**Task brief**
A line belongs in the answer if it contains "ManualCleanupResult"; copy every such line from the entries below.

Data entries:
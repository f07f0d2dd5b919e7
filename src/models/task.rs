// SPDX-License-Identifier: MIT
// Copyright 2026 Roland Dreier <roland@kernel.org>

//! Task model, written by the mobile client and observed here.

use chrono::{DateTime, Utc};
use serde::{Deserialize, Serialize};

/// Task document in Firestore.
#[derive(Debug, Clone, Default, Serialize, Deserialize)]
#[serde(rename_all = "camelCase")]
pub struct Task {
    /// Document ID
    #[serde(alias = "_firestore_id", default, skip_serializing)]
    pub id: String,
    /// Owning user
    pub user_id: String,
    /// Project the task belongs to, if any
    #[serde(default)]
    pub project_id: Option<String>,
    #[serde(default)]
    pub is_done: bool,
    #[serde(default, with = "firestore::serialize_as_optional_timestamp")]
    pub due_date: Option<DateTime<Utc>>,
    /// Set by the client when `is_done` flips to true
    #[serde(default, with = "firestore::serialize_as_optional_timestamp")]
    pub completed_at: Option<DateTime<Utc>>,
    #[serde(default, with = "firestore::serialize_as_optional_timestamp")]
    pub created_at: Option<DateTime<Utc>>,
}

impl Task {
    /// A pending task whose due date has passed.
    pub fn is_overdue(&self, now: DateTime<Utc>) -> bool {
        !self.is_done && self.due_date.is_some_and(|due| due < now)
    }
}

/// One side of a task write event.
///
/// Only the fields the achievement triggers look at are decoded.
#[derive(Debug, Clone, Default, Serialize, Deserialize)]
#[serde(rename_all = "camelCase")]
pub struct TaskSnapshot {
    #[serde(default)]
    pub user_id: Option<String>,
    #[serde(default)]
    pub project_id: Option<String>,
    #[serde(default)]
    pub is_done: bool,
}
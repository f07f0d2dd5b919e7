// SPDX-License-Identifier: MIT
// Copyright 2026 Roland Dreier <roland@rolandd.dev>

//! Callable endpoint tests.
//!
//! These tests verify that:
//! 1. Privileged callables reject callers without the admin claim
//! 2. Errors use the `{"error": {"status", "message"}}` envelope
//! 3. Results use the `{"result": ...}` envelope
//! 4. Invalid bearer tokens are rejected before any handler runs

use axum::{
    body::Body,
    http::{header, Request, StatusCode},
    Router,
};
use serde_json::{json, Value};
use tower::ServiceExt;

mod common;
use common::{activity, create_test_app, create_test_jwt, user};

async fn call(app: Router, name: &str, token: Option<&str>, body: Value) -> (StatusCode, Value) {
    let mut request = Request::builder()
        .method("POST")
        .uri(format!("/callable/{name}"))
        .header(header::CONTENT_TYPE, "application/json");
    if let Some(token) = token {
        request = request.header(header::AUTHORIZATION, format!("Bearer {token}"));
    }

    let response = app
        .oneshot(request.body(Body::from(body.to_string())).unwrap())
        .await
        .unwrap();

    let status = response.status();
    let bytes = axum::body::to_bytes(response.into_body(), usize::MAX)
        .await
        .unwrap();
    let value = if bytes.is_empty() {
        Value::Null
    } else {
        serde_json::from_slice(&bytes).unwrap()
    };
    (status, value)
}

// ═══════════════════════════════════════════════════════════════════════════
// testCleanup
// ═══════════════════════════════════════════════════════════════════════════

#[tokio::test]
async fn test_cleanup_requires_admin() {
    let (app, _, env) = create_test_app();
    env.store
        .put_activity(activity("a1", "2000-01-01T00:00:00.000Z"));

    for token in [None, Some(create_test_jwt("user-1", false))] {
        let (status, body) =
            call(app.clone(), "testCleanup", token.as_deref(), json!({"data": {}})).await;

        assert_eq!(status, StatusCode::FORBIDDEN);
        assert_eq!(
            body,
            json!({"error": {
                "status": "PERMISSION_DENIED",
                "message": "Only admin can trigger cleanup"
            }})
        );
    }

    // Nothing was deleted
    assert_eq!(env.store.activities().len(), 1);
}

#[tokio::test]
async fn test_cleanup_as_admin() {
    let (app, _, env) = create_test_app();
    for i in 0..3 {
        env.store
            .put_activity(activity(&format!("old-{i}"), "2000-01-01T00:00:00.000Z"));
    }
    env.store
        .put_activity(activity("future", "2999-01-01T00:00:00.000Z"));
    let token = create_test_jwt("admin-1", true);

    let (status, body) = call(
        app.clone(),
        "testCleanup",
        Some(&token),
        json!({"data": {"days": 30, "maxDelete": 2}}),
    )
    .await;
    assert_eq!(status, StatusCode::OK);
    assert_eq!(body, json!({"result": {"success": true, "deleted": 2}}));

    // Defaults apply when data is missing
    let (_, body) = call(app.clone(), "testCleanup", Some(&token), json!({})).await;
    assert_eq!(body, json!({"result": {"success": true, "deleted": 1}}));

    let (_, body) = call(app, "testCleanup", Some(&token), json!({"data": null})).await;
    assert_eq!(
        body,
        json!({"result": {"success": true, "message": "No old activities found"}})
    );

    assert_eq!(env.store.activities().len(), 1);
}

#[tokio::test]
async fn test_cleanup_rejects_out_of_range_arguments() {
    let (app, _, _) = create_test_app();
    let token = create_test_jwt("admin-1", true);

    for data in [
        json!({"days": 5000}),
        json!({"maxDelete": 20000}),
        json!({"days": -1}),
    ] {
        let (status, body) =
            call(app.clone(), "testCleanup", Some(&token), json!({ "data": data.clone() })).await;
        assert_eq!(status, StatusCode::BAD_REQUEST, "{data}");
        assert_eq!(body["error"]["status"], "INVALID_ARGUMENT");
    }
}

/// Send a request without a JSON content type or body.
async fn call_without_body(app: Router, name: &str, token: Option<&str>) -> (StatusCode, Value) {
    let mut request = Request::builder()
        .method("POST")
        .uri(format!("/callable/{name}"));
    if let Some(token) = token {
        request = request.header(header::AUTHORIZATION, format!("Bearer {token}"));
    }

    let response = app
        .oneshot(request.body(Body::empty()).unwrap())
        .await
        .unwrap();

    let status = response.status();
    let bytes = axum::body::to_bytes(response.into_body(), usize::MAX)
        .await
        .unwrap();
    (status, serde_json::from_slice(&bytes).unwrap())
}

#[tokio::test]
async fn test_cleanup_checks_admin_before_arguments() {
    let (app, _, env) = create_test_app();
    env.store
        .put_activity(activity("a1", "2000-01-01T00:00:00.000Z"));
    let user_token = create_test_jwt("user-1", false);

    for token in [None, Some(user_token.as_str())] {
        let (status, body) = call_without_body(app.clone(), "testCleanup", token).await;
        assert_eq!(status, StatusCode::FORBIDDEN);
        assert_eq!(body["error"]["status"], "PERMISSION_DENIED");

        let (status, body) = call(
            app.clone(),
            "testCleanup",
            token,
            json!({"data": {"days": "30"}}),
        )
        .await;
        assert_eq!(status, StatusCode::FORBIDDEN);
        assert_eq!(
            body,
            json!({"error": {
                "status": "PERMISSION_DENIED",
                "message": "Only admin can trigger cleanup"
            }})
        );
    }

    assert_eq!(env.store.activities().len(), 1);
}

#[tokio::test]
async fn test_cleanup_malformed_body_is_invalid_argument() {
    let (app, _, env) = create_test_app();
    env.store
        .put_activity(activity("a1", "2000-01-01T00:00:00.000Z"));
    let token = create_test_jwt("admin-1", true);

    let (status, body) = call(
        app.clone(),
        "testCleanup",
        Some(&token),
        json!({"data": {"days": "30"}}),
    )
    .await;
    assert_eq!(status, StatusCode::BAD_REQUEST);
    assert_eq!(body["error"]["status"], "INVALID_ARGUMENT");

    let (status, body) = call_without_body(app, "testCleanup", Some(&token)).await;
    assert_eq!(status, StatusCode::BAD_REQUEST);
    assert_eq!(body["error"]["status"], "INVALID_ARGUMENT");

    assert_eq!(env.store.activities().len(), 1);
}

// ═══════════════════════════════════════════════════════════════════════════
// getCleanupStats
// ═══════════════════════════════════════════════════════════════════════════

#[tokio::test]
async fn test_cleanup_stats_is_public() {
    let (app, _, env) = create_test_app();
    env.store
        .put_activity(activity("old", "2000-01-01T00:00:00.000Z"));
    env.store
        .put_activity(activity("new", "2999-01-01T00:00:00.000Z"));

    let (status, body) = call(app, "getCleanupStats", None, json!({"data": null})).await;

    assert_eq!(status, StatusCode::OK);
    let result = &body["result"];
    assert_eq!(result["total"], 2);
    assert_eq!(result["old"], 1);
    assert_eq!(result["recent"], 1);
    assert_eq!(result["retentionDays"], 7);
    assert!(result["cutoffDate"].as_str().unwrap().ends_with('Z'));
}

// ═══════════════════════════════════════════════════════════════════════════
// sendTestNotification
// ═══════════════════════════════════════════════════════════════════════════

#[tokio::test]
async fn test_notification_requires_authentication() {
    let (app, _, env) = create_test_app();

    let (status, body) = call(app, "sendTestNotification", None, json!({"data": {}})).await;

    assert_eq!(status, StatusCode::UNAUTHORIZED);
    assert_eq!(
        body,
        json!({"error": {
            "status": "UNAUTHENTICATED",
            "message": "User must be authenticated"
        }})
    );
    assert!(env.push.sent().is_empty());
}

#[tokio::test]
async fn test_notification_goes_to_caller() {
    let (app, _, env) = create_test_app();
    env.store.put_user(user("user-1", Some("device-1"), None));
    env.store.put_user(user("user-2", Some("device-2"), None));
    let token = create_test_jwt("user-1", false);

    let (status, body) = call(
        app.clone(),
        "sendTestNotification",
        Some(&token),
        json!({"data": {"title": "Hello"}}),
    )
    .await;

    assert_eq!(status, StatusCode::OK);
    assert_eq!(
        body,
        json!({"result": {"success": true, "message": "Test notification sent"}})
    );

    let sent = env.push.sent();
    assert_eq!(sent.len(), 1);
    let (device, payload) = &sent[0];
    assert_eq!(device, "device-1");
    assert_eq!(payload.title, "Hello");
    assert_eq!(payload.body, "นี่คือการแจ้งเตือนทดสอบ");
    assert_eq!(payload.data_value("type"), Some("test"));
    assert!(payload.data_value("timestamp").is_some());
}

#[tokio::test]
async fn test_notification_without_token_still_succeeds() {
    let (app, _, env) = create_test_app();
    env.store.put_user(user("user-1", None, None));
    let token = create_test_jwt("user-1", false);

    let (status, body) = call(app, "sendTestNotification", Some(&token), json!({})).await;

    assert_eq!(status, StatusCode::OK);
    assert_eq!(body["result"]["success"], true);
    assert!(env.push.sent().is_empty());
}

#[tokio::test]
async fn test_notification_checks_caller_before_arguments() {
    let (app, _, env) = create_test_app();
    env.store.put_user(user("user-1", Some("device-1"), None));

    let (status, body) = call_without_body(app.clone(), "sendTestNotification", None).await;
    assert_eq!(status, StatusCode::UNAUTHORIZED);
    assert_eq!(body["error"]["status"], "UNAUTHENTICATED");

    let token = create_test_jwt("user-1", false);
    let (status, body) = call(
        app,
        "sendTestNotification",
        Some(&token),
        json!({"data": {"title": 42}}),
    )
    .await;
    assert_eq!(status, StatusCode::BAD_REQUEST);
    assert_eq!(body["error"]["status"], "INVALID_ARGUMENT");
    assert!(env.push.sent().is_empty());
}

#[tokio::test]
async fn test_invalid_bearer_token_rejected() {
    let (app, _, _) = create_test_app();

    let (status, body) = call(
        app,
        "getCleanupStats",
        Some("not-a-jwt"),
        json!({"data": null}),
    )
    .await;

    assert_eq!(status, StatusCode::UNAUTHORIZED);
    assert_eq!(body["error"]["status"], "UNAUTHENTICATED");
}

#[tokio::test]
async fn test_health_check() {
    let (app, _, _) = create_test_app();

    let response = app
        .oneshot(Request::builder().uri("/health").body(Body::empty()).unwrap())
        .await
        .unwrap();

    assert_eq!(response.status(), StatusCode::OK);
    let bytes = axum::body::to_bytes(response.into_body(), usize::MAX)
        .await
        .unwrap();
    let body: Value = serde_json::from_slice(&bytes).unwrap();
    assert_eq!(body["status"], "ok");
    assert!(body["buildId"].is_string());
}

---

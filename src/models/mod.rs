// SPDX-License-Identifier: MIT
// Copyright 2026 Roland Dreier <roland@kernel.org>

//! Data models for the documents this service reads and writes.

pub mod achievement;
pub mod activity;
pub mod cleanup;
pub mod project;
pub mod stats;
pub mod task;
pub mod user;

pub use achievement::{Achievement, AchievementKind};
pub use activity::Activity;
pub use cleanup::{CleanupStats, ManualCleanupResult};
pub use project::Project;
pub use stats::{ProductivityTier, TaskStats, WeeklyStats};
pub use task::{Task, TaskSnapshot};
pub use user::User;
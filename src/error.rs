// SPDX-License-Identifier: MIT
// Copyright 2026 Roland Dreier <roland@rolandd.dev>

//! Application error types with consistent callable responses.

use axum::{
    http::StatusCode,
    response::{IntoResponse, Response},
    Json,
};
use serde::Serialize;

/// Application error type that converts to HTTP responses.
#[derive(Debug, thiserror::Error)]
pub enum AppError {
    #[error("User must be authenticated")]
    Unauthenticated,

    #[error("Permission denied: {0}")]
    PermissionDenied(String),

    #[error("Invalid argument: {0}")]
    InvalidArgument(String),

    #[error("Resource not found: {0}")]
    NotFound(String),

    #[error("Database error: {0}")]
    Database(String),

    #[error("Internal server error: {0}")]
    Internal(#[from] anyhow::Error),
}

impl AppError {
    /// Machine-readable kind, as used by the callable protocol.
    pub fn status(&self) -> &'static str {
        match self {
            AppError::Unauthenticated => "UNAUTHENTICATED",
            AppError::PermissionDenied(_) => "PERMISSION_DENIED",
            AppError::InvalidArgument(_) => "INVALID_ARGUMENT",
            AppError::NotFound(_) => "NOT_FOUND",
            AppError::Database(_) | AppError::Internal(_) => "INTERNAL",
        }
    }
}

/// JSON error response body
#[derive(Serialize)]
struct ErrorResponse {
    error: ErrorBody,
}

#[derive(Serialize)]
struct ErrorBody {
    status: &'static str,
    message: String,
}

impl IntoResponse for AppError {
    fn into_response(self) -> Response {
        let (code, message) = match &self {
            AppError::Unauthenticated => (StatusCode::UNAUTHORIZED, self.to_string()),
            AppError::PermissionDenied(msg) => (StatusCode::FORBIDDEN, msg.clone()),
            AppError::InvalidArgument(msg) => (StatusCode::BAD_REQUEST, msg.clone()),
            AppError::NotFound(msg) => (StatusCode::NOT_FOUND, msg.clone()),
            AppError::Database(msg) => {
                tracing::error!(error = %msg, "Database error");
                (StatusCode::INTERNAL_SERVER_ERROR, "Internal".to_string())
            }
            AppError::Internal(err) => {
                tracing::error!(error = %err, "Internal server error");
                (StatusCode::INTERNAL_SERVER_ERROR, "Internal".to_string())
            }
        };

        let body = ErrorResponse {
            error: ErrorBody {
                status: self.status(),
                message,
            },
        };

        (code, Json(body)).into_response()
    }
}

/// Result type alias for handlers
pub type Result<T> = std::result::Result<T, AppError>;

==

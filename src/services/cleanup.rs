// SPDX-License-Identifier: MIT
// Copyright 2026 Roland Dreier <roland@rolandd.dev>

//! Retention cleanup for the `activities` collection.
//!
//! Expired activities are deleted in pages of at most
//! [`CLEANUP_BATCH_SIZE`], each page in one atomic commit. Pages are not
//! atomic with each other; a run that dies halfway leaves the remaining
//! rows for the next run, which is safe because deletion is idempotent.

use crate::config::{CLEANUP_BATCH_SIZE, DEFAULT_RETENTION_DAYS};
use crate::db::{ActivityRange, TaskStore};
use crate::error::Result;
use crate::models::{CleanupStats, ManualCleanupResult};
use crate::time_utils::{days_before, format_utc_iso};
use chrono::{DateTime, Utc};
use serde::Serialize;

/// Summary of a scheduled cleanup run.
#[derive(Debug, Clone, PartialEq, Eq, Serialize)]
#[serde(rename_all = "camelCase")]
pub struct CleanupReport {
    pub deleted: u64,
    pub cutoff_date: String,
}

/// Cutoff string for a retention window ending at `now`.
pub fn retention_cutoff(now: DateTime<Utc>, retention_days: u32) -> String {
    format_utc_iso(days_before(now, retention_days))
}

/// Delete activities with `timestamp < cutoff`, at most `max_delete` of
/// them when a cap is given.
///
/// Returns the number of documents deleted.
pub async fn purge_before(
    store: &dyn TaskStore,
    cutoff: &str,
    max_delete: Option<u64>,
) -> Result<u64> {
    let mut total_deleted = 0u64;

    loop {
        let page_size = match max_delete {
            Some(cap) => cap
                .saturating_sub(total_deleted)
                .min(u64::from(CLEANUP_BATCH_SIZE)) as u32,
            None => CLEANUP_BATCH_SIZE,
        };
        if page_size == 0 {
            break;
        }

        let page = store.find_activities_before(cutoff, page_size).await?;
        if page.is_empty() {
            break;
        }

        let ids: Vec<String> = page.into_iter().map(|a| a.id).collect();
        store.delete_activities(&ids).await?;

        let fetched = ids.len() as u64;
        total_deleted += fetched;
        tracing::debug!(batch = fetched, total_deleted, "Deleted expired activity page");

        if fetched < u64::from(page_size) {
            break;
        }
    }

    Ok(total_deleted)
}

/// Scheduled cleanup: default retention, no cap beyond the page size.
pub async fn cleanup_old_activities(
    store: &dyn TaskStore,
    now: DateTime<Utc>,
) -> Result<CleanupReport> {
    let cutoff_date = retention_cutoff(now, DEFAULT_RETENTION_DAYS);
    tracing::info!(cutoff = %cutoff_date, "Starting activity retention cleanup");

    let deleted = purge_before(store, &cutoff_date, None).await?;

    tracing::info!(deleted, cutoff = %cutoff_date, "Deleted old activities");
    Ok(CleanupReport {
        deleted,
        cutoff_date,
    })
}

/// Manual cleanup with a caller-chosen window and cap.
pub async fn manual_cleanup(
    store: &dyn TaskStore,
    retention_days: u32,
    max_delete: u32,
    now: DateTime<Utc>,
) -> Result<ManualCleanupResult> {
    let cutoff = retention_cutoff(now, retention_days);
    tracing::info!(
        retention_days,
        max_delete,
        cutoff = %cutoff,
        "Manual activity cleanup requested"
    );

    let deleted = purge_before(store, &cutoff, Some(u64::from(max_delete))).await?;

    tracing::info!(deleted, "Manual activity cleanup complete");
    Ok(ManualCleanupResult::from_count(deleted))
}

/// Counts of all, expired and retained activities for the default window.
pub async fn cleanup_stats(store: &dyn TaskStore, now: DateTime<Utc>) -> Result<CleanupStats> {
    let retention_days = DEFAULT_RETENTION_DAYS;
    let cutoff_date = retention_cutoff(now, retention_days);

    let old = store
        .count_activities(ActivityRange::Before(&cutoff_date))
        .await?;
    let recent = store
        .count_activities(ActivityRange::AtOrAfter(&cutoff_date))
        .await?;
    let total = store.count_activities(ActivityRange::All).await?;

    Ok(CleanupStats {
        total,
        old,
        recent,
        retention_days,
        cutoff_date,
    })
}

**Answer box**
pub use cleanup::{CleanupStats, ManualCleanupResult};
use crate::models::{CleanupStats, ManualCleanupResult};
) -> Result<ManualCleanupResult> {
    Ok(ManualCleanupResult::from_count(deleted))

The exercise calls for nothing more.